··· SUPPLIED MATERIAL

//! Raw cumulative counter sources.

use std::fs;
use std::path::PathBuf;

use anyhow::{Context, Result};
use tracing::debug;

use crate::stats::snapshot::{EntryKey, Snapshot};
use crate::stats::Counters;

/// Supplier of cumulative counters since boot.
///
/// Implementations only read; the engine turns readings into deltas.
pub trait CounterSource: Send + Sync {
    /// Per-uid counters, one row per interface, uid, set and tag.
    fn read_uid_stats(&self, now: i64) -> Result<Snapshot>;

    /// Interface-level counters.
    fn read_dev_stats(&self, now: i64) -> Result<Snapshot>;

    /// Counters of tethered clients per upstream interface. The engine files
    /// them under the tethering uid.
    fn read_tether_stats(&self, now: i64) -> Result<Snapshot> {
        Ok(Snapshot::new(now))
    }

    /// Arms the global data alert. Sources without alert support ignore it.
    fn set_global_alert(&self, _bytes: i64) -> Result<()> {
        Ok(())
    }
}

/// Interface counters from the Linux `/proc/net/dev` table.
///
/// Procfs has no per-uid accounting, so uid readings are always empty and
/// only the `dev` recorder sees traffic from this source.
#[derive(Debug, Clone)]
pub struct ProcNetDevSource {
    path: PathBuf,
}

impl ProcNetDevSource {
    pub fn new() -> Self {
        Self::with_path("/proc/net/dev")
    }

    pub fn with_path(path: impl Into<PathBuf>) -> Self {
        Self { path: path.into() }
    }
}

impl Default for ProcNetDevSource {
    fn default() -> Self {
        Self::new()
    }
}

impl CounterSource for ProcNetDevSource {
    fn read_uid_stats(&self, now: i64) -> Result<Snapshot> {
        Ok(Snapshot::new(now))
    }

    fn read_dev_stats(&self, now: i64) -> Result<Snapshot> {
        let content = fs::read_to_string(&self.path)
            .with_context(|| format!("reading {}", self.path.display()))?;
        parse_proc_net_dev(&content, now)
            .with_context(|| format!("parsing {}", self.path.display()))
    }
}

/// Parses the `/proc/net/dev` format. The loopback interface is skipped.
pub fn parse_proc_net_dev(content: &str, now: i64) -> Result<Snapshot> {
    let mut snap = Snapshot::new(now);

    // Two header lines precede the per-interface rows.
    for line in content.lines().skip(2) {
        let Some((iface, fields)) = line.split_once(':') else {
            continue;
        };
        let iface = iface.trim();
        if iface.is_empty() || iface == "lo" {
            continue;
        }

        let fields: Vec<i64> = fields
            .split_whitespace()
            .map(str::parse)
            .collect::<Result<_, _>>()
            .with_context(|| format!("non-numeric counter for {iface}"))?;
        if fields.len() < 16 {
            anyhow::bail!("expected 16 counters for {iface}, found {}", fields.len());
        }

        let counters = Counters::new(fields[0], fields[1], fields[8], fields[9], 0);
        debug!(iface, rx_bytes = counters.rx_bytes, tx_bytes = counters.tx_bytes, "read iface counters");
        snap.add(EntryKey::iface(iface), counters);
    }

    Ok(snap)
}

#[cfg(test)]
mod tests {
    use super::*;

    const SAMPLE: &str = "\
Inter-|   Receive                                                |  Transmit
 face |bytes    packets errs drop fifo frame compressed multicast|bytes    packets errs drop fifo colls carrier compressed
    lo: 4242      42    0    0    0     0          0         0     4242      42    0    0    0     0       0          0
 wlan0: 1000      10    0    0    0     0          0         0     1200      12    0    0    0     0       0          0
rmnet0: 77        1     0    0    0     0          0         0     88        2     0    0    0     0       0          0
";

    #[test]
    fn test_parse_proc_net_dev() {
        let snap = parse_proc_net_dev(SAMPLE, 5).expect("parse");
        assert_eq!(snap.len(), 2);
        assert_eq!(snap.taken_at(), 5);
        assert_eq!(
            snap.get(&EntryKey::iface("wlan0")),
            Some(&Counters::new(1000, 10, 1200, 12, 0))
        );
        assert!(snap.get(&EntryKey::iface("lo")).is_none());
    }

    #[test]
    fn test_parse_rejects_short_rows() {
        let bad = "h1\nh2\n eth0: 1 2 3\n";
        let err = parse_proc_net_dev(bad, 0).expect_err("short row");
        assert!(err.to_string().contains("eth0"));
    }

    #[test]
    fn test_source_reads_file() {
        let dir = tempfile::tempdir().expect("tempdir");
        let path = dir.path().join("dev");
        std::fs::write(&path, SAMPLE).expect("write");

        let source = ProcNetDevSource::with_path(&path);
        assert_eq!(source.read_dev_stats(0).expect("read").len(), 2);
        assert!(source.read_uid_stats(0).expect("uid").is_empty());

        let missing = ProcNetDevSource::with_path(dir.path().join("missing"));
        assert!(missing.read_dev_stats(0).is_err());
    }
}
//! Network usage accounting: per-interface, per-uid and per-tag traffic
//! history built from cumulative counters.

pub mod agent;
pub mod clock;
pub mod config;
pub mod engine;
pub mod error;
pub mod export;
pub mod migrate;
pub mod recorder;
pub mod stats;
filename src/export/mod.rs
pub mod health;
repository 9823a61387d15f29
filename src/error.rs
use std::path::PathBuf;

use thiserror::Error;

use crate::recorder::codec::CodecError;

/// Errors surfaced to callers of the accounting engine.
#[derive(Error, Debug)]
pub enum StatsError {
    #[error("stats service not ready: first poll has not completed")]
    NotReady,

    #[error("stats service is shut down")]
    ShutDown,

    #[error("invalid template: {0}")]
    InvalidTemplate(String),

    #[error("invalid time range: start {start} is after end {end}")]
    InvalidRange { start: i64, end: i64 },

    #[error("uid {caller_uid} may not access stats for uid {uid} tag {tag}")]
    AccessDenied { caller_uid: i32, uid: i32, tag: i32 },

    #[error("corrupt stats shard {}: {source}", path.display())]
    Corrupt {
        path: PathBuf,
        #[source]
        source: CodecError,
    },

    #[error("encoding stats shard: {0}")]
    Encode(#[source] CodecError),

    #[error("{context}: {source}")]
    Io {
        context: String,
        #[source]
        source: std::io::Error,
    },
}

impl StatsError {
    /// Wraps an I/O error with a short description of the failed operation.
    pub fn io(context: impl Into<String>, source: std::io::Error) -> Self {
        Self::Io {
            context: context.into(),
            source,
        }
    }

    /// Returns true if the error came from a shard that failed validation.
    pub fn is_corrupt(&self) -> bool {
        matches!(self, Self::Corrupt { .. })
    }
}

#[cfg(test)]
mod tests {
    use super::*;

    #[test]
    fn test_io_error_display_includes_context() {
        let err = StatsError::io(
            "reading shard dev.0-",
            std::io::Error::new(std::io::ErrorKind::NotFound, "gone"),
        );
        assert_eq!(err.to_string(), "reading shard dev.0-: gone");
        assert!(!err.is_corrupt());
    }

    #[test]
    fn test_corrupt_is_detected() {
        let err = StatsError::Corrupt {
            path: PathBuf::from("/tmp/uid.1-2"),
            source: CodecError::ChecksumMismatch,
        };
        assert!(err.is_corrupt());
        assert!(err.to_string().contains("/tmp/uid.1-2"));
    }
}
impl Strategy for SmaCrossover {
    fn on_bar(
        &self,
        bar: &PriceBar,
        positions: &Positions,
        cash: f64,
        history: &[PriceBar],
    ) -> Action {
        if history.len() < self.slow {
            return Action::None;
        }
        let closes = closes(history);
        let (Some(fast), Some(slow)) = (
            trailing_sma(&closes, self.fast),
            trailing_sma(&closes, self.slow),
        ) else {
            return Action::None;
        };

        let held = positions.contains_key(&self.symbol);
        if fast > slow && !held {
            if let Some(quantity) = entry_quantity(cash, self.allocation, bar.close) {
                return Action::Buy {
                    symbol: self.symbol.clone(),
                    quantity,
                };
            }
        } else if fast < slow {
            if let Some(quantity) = long_quantity(positions, &self.symbol) {
                return Action::Sell {
                    symbol: self.symbol.clone(),
                    quantity,
                };
            }
        }
        Action::None
    }

    fn name(&self) -> String {
        format!("sma_crossover({},{})", self.fast, self.slow)
    }
}

/// RSI mean reversion: enter below `oversold` when flat, exit the whole
/// holding above `overbought`.
#[derive(Debug, Clone, PartialEq)]
pub struct RsiReversion {
    pub symbol: String,
    pub window: usize,
    pub oversold: f64,
    pub overbought: f64,
    pub allocation: f64,
}

impl RsiReversion {
    pub fn new(
        symbol: &str,
        window: usize,
        oversold: f64,
        overbought: f64,
        allocation: f64,
    ) -> Result<Self, MeridianError> {
        check_positive("rsi_window", window)?;
        if !(0.0..=100.0).contains(&oversold)
            || !(0.0..=100.0).contains(&overbought)
            || oversold >= overbought
        {
            return Err(MeridianError::invalid_parameter(
                "oversold",
                format!(
                    "thresholds must satisfy 0 <= oversold < overbought <= 100, got {} / {}",
                    oversold, overbought
                ),
            ));
        }
        check_allocation(allocation)?;
        Ok(RsiReversion {
            symbol: symbol.to_string(),
            window,
            oversold,
            overbought,
            allocation,
        })
    }
}

impl Strategy for RsiReversion {
    fn on_bar(
        &self,
        bar: &PriceBar,
        positions: &Positions,
        cash: f64,
        history: &[PriceBar],
    ) -> Action {
        if history.len() <= self.window {
            return Action::None;
        }
        let Some(value) = rsi(&closes(history), self.window)
            .ok()
            .and_then(|s| s.last().copied().flatten())
        else {
            return Action::None;
        };

        let held = positions.contains_key(&self.symbol);
        if value < self.oversold && !held {
            if let Some(quantity) = entry_quantity(cash, self.allocation, bar.close) {
                return Action::Buy {
                    symbol: self.symbol.clone(),
                    quantity,
                };
            }
        } else if value > self.overbought {
            if let Some(quantity) = long_quantity(positions, &self.symbol) {
                return Action::Sell {
                    symbol: self.symbol.clone(),
                    quantity,
                };
            }
        }
        Action::None
    }

    fn name(&self) -> String {
        format!(
            "rsi_reversion({},{},{})",
            self.window, self.oversold, self.overbought
        )
    }
}

/// MACD signal-line crossover: enter when the MACD line crosses above the
/// signal line while flat, exit when it crosses back below.
#[derive(Debug, Clone, PartialEq)]
pub struct MacdCrossover {
    pub symbol: String,
    pub fast: usize,
    pub slow: usize,
    pub signal: usize,
    pub allocation: f64,
}

impl MacdCrossover {
    pub fn new(
        symbol: &str,
        fast: usize,
        slow: usize,
        signal: usize,
        allocation: f64,
    ) -> Result<Self, MeridianError> {
        check_positive("fast", fast)?;
        check_positive("slow", slow)?;
        check_positive("signal", signal)?;
        if fast >= slow {
            return Err(MeridianError::invalid_parameter(
                "fast",
                format!("fast window {} must be shorter than slow window {}", fast, slow),
            ));
        }
        check_allocation(allocation)?;
        Ok(MacdCrossover {
            symbol: symbol.to_string(),
            fast,
            slow,
            signal,
            allocation,
        })
    }
}

impl Strategy for MacdCrossover {
    fn on_bar(
        &self,
        bar: &PriceBar,
        positions: &Positions,
        cash: f64,
        history: &[PriceBar],
    ) -> Action {
        let n = history.len();
        if n < self.slow + self.signal {
            return Action::None;
        }
        let Ok(out) = macd(&closes(history), self.fast, self.slow, self.signal) else {
            return Action::None;
        };
        let (Some(prev_line), Some(prev_signal), Some(line), Some(signal)) = (
            out.line[n - 2],
            out.signal[n - 2],
            out.line[n - 1],
            out.signal[n - 1],
        ) else {
            return Action::None;
        };

        let held = positions.contains_key(&self.symbol);
        let crossed_up = prev_line <= prev_signal && line > signal;
        let crossed_down = prev_line >= prev_signal && line < signal;

        if crossed_up && !held {
            if let Some(quantity) = entry_quantity(cash, self.allocation, bar.close) {
                return Action::Buy {
                    symbol: self.symbol.clone(),
                    quantity,
                };
            }
        } else if crossed_down {
            if let Some(quantity) = long_quantity(positions, &self.symbol) {
                return Action::Sell {
                    symbol: self.symbol.clone(),
                    quantity,
                };
            }
        }
        Action::None
    }

    fn name(&self) -> String {
        format!(
            "macd_crossover({},{},{})",
            self.fast, self.slow, self.signal
        )
    }
}

/// One of the built-in strategies, as selected by configuration.
#[derive(Debug, Clone, PartialEq)]
pub enum BuiltinStrategy {
    SmaCrossover(SmaCrossover),
    RsiReversion(RsiReversion),
    MacdCrossover(MacdCrossover),
}

impl Strategy for BuiltinStrategy {
    fn on_bar(
        &self,
        bar: &PriceBar,
        positions: &Positions,
        cash: f64,
        history: &[PriceBar],
    ) -> Action {
        match self {
            BuiltinStrategy::SmaCrossover(s) => s.on_bar(bar, positions, cash, history),
            BuiltinStrategy::RsiReversion(s) => s.on_bar(bar, positions, cash, history),
            BuiltinStrategy::MacdCrossover(s) => s.on_bar(bar, positions, cash, history),
        }
    }

    fn name(&self) -> String {
        match self {
            BuiltinStrategy::SmaCrossover(s) => s.name(),
            BuiltinStrategy::RsiReversion(s) => s.name(),
            BuiltinStrategy::MacdCrossover(s) => s.name(),
        }
    }
}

······

Search the records for the word "only". Copy each line where it appears.

/// Implementations only read; the engine turns readings into deltas.
/// only the `dev` recorder sees traffic from this source.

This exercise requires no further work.